Our MA lines show significant variation both in the types of LOH events accumulated and in the rates. Studies involving homozygous deletion screen of non-essential genes in the BY diploid strain have identified several gene deletion backgrounds involving DNA repair, chromatin assembly, and kinetochore function with locus-specific effects on LOH associated with recombination and whole chromosome loss (Yuen et al., 2007; Andersen et al., 2008). A previous MA study also highlighted a difference in LOH accumulation in two different hybrids (S288c/YJM789 and RM11/S288c) showing a similar heterozygous level (Dutta et al., 2017; Pankajam et al., 2020). Conversely, another studyinvolving serial passages of two hybrids with different levels of heterozygosity showed no difference in the accumulation of LOH (James et al., 2019). Here, we decided to investigate many heterozygous hybrids with a wide variation in the levels of heterozygosity. The fraction of the genome under LOH varies considerably across the nine diploid hybrids studied. Gene conversions contribute toward 86% of the events (I-LOH) while mitotic CO and BIR make up the rest (T-LOH) (Ene et al., 2018). Whereas I-LOH events are more evenly distributed across the chromosomes, T-LOH events are enriched at the ends of chromosomes (Sui et al., 2020). LOH rate variation has also been observed in Cryptococcus sp. and Candida albicans in response to changing environments, such as high temperatures and the presence of antifungal drugs (Bouchonville et al., 2009; Li et al., 2012; Forche et al., 2018). In our MA lines, I-LOH events are over six times more frequent than the T-LOH events and differentially distributed along the chromosomes (Figure 1—figure supplement 2A–C). These differences may result from the initiation of DNA damage and repair mechanisms involved. Recombination and conversion hotspots are not conserved during meiotic DSB repair and the same may be true for mitotic DSB repair (Sui et al., 2020; Mancera et al., 2008). In addition, induction of mitotic DSBs is not synchronized and therefore, the recruitment of the repair machinery may also be spatially and temporally differentiated (Whelan et al., 2018; Vítor et al., 2020).

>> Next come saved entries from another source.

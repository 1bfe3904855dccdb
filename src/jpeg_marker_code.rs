use num_enum::{IntoPrimitive, TryFromPrimitive};

/// Marker codes of a JPEG 2000 codestream (ISO/IEC 15444-1, Annex A).
///
/// The value is the second byte of the marker; the first is always 0xFF.
#[derive(Debug, Clone, Copy, PartialEq, Eq, IntoPrimitive, TryFromPrimitive)]
#[repr(u8)]
pub enum J2kMarkerCode {
    /// SOC: Start of codestream.
    StartOfCodestream = 0x4F,
    /// CAP: Extended capabilities (Part 15).
    Capability = 0x50,
    /// SIZ: Image and tile size.
    ImageAndTileSize = 0x51,
    /// COD: Coding style default.
    CodingStyleDefault = 0x52,
    /// COC: Coding style component.
    CodingStyleComponent = 0x53,
    /// TLM: Tile-part lengths.
    TilePartLengths = 0x55,
    /// PLM: Packet length, main header.
    PacketLengthMain = 0x57,
    /// CPF: Corresponding profile (Part 15).
    CorrespondingProfile = 0x59,
    /// QCD: Quantization default.
    QuantizationDefault = 0x5C,
    /// QCC: Quantization component.
    QuantizationComponent = 0x5D,
    /// RGN: Region of interest.
    RegionOfInterest = 0x5E,
    /// POC: Progression order change.
    ProgressionOrderChange = 0x5F,
    /// PPM: Packed packet headers, main header.
    PackedPacketHeadersMain = 0x60,
    /// CRG: Component registration.
    ComponentRegistration = 0x63,
    /// COM: Comment.
    Comment = 0x64,
    /// SOT: Start of tile-part.
    StartOfTile = 0x90,
    /// SOD: Start of data.
    StartOfData = 0x93,
    /// EOC: End of codestream.
    EndOfCodestream = 0xD9,
}

impl J2kMarkerCode {
    pub fn code(self) -> u16 {
        0xFF00 | u8::from(self) as u16
    }
}
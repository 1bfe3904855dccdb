//! JP2 Box structure implementation (ISO/IEC 15444-1 Annex I).

use super::image::{ColorSpace, ImageHeader, Jp2ImageHeader};
use super::parser::J2kParser;
use crate::constants::{
    BOX_EXTENDED_HEADER_SIZE, BOX_HEADER_SIZE, BOX_TYPE_CODESTREAM, BOX_TYPE_COLOUR_SPECIFICATION,
    BOX_TYPE_FILE_TYPE, BOX_TYPE_IMAGE_HEADER, BOX_TYPE_JP2_HEADER, COLR_METHOD_ENUMERATED,
    COLR_METHOD_RESTRICTED_ICC, IMAGE_HEADER_BOX_PAYLOAD, JP2_COMPRESSION_TYPE_WAVELET,
    JP2_SIGNATURE_BOX,
};
use crate::error::HeaderError;
use crate::memory_stream::MemoryStream;

#[derive(Debug, Clone, Copy, PartialEq, Eq)]
pub struct Jp2Box {
    pub length: u64,
    pub box_type: [u8; 4],
    pub data_start: u64,
    pub data_end: u64,
}

impl Jp2Box {
    pub fn data_len(&self) -> u64 {
        self.data_end - self.data_start
    }
}

/// Colour information gathered from the jp2h superbox.
#[derive(Debug, Default)]
struct Jp2Header {
    image_header: Jp2ImageHeader,
    color_space: ColorSpace,
    icc_profile: Option<Vec<u8>>,
    has_colour_box: bool,
}

pub struct Jp2Reader<'a, 'b> {
    stream: &'b mut MemoryStream<'a>,
    reduce_factor: u32,
}

impl<'a, 'b> Jp2Reader<'a, 'b> {
    pub fn new(stream: &'b mut MemoryStream<'a>, reduce_factor: u32) -> Self {
        Self {
            stream,
            reduce_factor,
        }
    }

    /// Reads the boxes up to the contiguous codestream and the codestream's
    /// main header.
    pub fn read_header(mut self) -> Result<ImageHeader, HeaderError> {
        self.read_signature()?;

        let end = self.stream.len();
        match self.read_box(end)? {
            Some(b) if b.box_type == BOX_TYPE_FILE_TYPE => self.read_file_type(&b)?,
            _ => return Err(HeaderError::FileTypeBoxNotFound),
        }

        let mut jp2_header: Option<Jp2Header> = None;
        while let Some(b) = self.read_box(end)? {
            match b.box_type {
                BOX_TYPE_JP2_HEADER if jp2_header.is_none() => {
                    jp2_header = Some(self.read_jp2_header(&b)?);
                }
                BOX_TYPE_CODESTREAM => {
                    let header = jp2_header.ok_or(HeaderError::Jp2HeaderBoxNotFound)?;
                    return self.read_codestream(&b, header);
                }
                _ => {
                    log::trace!("skipping {} box", String::from_utf8_lossy(&b.box_type));
                    self.stream.seek(b.data_end)?;
                }
            }
        }
        Err(HeaderError::CodestreamBoxNotFound)
    }

    fn read_signature(&mut self) -> Result<(), HeaderError> {
        let signature = self
            .stream
            .read_bytes(JP2_SIGNATURE_BOX.len() as u64)
            .map_err(|_| HeaderError::Jp2SignatureNotFound)?;
        if signature != JP2_SIGNATURE_BOX {
            return Err(HeaderError::Jp2SignatureNotFound);
        }
        Ok(())
    }

    /// Reads the next box header, or `None` when `limit` has been reached.
    /// The stream is left at the start of the box contents.
    pub fn read_box(&mut self, limit: u64) -> Result<Option<Jp2Box>, HeaderError> {
        let start = self.stream.position();
        if start >= limit {
            return Ok(None);
        }

        let mut length = self.stream.read_u32()? as u64;
        let box_type: [u8; 4] = self
            .stream
            .read_bytes(4)?
            .try_into()
            .map_err(|_| HeaderError::UnexpectedEndOfStream)?;

        let mut header_size = BOX_HEADER_SIZE;
        if length == 1 {
            length = self.stream.read_u64()?;
            header_size = BOX_EXTENDED_HEADER_SIZE;
        } else if length == 0 {
            length = limit - start;
        }

        if length < header_size || length > limit - start {
            return Err(HeaderError::InvalidBoxLength { box_type, length });
        }

        Ok(Some(Jp2Box {
            length,
            box_type,
            data_start: start + header_size,
            data_end: start + length,
        }))
    }

    fn read_file_type(&mut self, b: &Jp2Box) -> Result<(), HeaderError> {
        let len = b.data_len();
        if len < 8 || (len - 8) % 4 != 0 {
            return Err(HeaderError::InvalidBoxLength {
                box_type: b.box_type,
                length: b.length,
            });
        }
        let brand = self.stream.read_bytes(4)?;
        let _minor_version = self.stream.read_u32()?;
        let compatible = self.stream.read_bytes(len - 8)?;
        if !compatible.chunks(4).any(|c| c == b"jp2 ") {
            log::warn!(
                "file type {} does not list jp2 compatibility",
                String::from_utf8_lossy(brand)
            );
        }
        Ok(())
    }

    fn read_jp2_header(&mut self, superbox: &Jp2Box) -> Result<Jp2Header, HeaderError> {
        let mut header = Jp2Header::default();

        match self.read_box(superbox.data_end)? {
            Some(b) if b.box_type == BOX_TYPE_IMAGE_HEADER => {
                header.image_header = self.read_image_header(&b)?;
            }
            _ => return Err(HeaderError::ImageHeaderBoxNotFound),
        }

        while let Some(b) = self.read_box(superbox.data_end)? {
            // Readers use the first colr box and ignore the others.
            if b.box_type == BOX_TYPE_COLOUR_SPECIFICATION && !header.has_colour_box {
                self.read_colour_specification(&b, &mut header)?;
            }
            self.stream.seek(b.data_end)?;
        }
        Ok(header)
    }

    fn read_image_header(&mut self, b: &Jp2Box) -> Result<Jp2ImageHeader, HeaderError> {
        if b.data_len() != IMAGE_HEADER_BOX_PAYLOAD {
            return Err(HeaderError::InvalidImageHeaderBox);
        }
        let height = self.stream.read_u32()?;
        let width = self.stream.read_u32()?;
        let component_count = self.stream.read_u16()?;
        let bits_per_component = self.stream.read_u8()?;
        let compression_type = self.stream.read_u8()?;
        let colourspace_unknown = self.stream.read_u8()? != 0;
        let intellectual_property = self.stream.read_u8()? != 0;

        if width == 0 || height == 0 || component_count == 0 {
            return Err(HeaderError::InvalidImageHeaderBox);
        }
        if compression_type != JP2_COMPRESSION_TYPE_WAVELET {
            return Err(HeaderError::InvalidImageHeaderBox);
        }
        Ok(Jp2ImageHeader {
            height,
            width,
            component_count,
            bits_per_component,
            colourspace_unknown,
            intellectual_property,
        })
    }

    fn read_colour_specification(
        &mut self,
        b: &Jp2Box,
        header: &mut Jp2Header,
    ) -> Result<(), HeaderError> {
        let data = self.stream.read_bytes(b.data_len())?;
        if data.len() < 3 {
            return Err(HeaderError::InvalidBoxLength {
                box_type: b.box_type,
                length: b.length,
            });
        }
        match data[0] {
            COLR_METHOD_ENUMERATED => {
                if data.len() < 7 {
                    return Err(HeaderError::InvalidBoxLength {
                        box_type: b.box_type,
                        length: b.length,
                    });
                }
                let enumcs = u32::from_be_bytes([data[3], data[4], data[5], data[6]]);
                header.color_space = ColorSpace::from_enumerated(enumcs);
            }
            COLR_METHOD_RESTRICTED_ICC => {
                header.icc_profile = Some(data[3..].to_vec());
            }
            method => {
                log::warn!("ignoring colour specification method {}", method);
                return Ok(());
            }
        }
        header.has_colour_box = true;
        Ok(())
    }

    fn read_codestream(self, b: &Jp2Box, header: Jp2Header) -> Result<ImageHeader, HeaderError> {
        let mut codestream = self.stream.sub_stream(b.data_len())?;
        let mut image = J2kParser::new(&mut codestream, self.reduce_factor).read_header()?;

        let ihdr = header.image_header;
        if ihdr.component_count as u32 != image.component_count()
            || ihdr.width != image.width()
            || ihdr.height != image.height()
        {
            log::warn!(
                "ihdr declares {}x{} with {} components, codestream has {}x{} with {}",
                ihdr.width,
                ihdr.height,
                ihdr.component_count,
                image.width(),
                image.height(),
                image.component_count()
            );
        }
        image.color_space = header.color_space;
        image.icc_profile = header.icc_profile;
        image.jp2 = Some(ihdr);
        Ok(image)
    }
}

The frequency of short I-LOH events was higher in backgrounds with low ancestral spore fertility, that is, the H4, H5, H8, and H9 lines. Conversion events triggered by mismatch repair (MMR) can be short, often below 1 kb, as it can be the case in low spore fertility hybrids (Palmer et al., 2003). The MMR machinery stifles recombination between divergent sequences, preventing events such as chromosomal rearrangements, deleterious mutations, and thus leading to reproductive isolation (Petit et al., 1991; Myung et al., 2001). Genetic incompatibilities with the potential to pose reproductive barriers are widespread within species (Corbett-Detig et al., 2013). Disruptions in the MMR pathway can rescue hybrid sterility and have subsequently been shown to enhance LOH accumulation in both intra- and interspecific yeast hybrids during RTG (Greig, 2009; Hunter et al., 1996; Greig et al., 2002; Mozzachiodi, 2020). Regarding the T-LOH events, we observed a heterozygosity-dependent increase in the frequency of these events across the nine backgrounds. Heterozygosity can enhance recombination-mediated repair of DSB (Clikeman et al., 2001). Moreover, the levels of heterozygosity as well as variability of the distribution of polymorphisms along the genome significantly impact CO frequencies during Arabidopsis thaliana meiosis (Ziolkowski et al., 2015).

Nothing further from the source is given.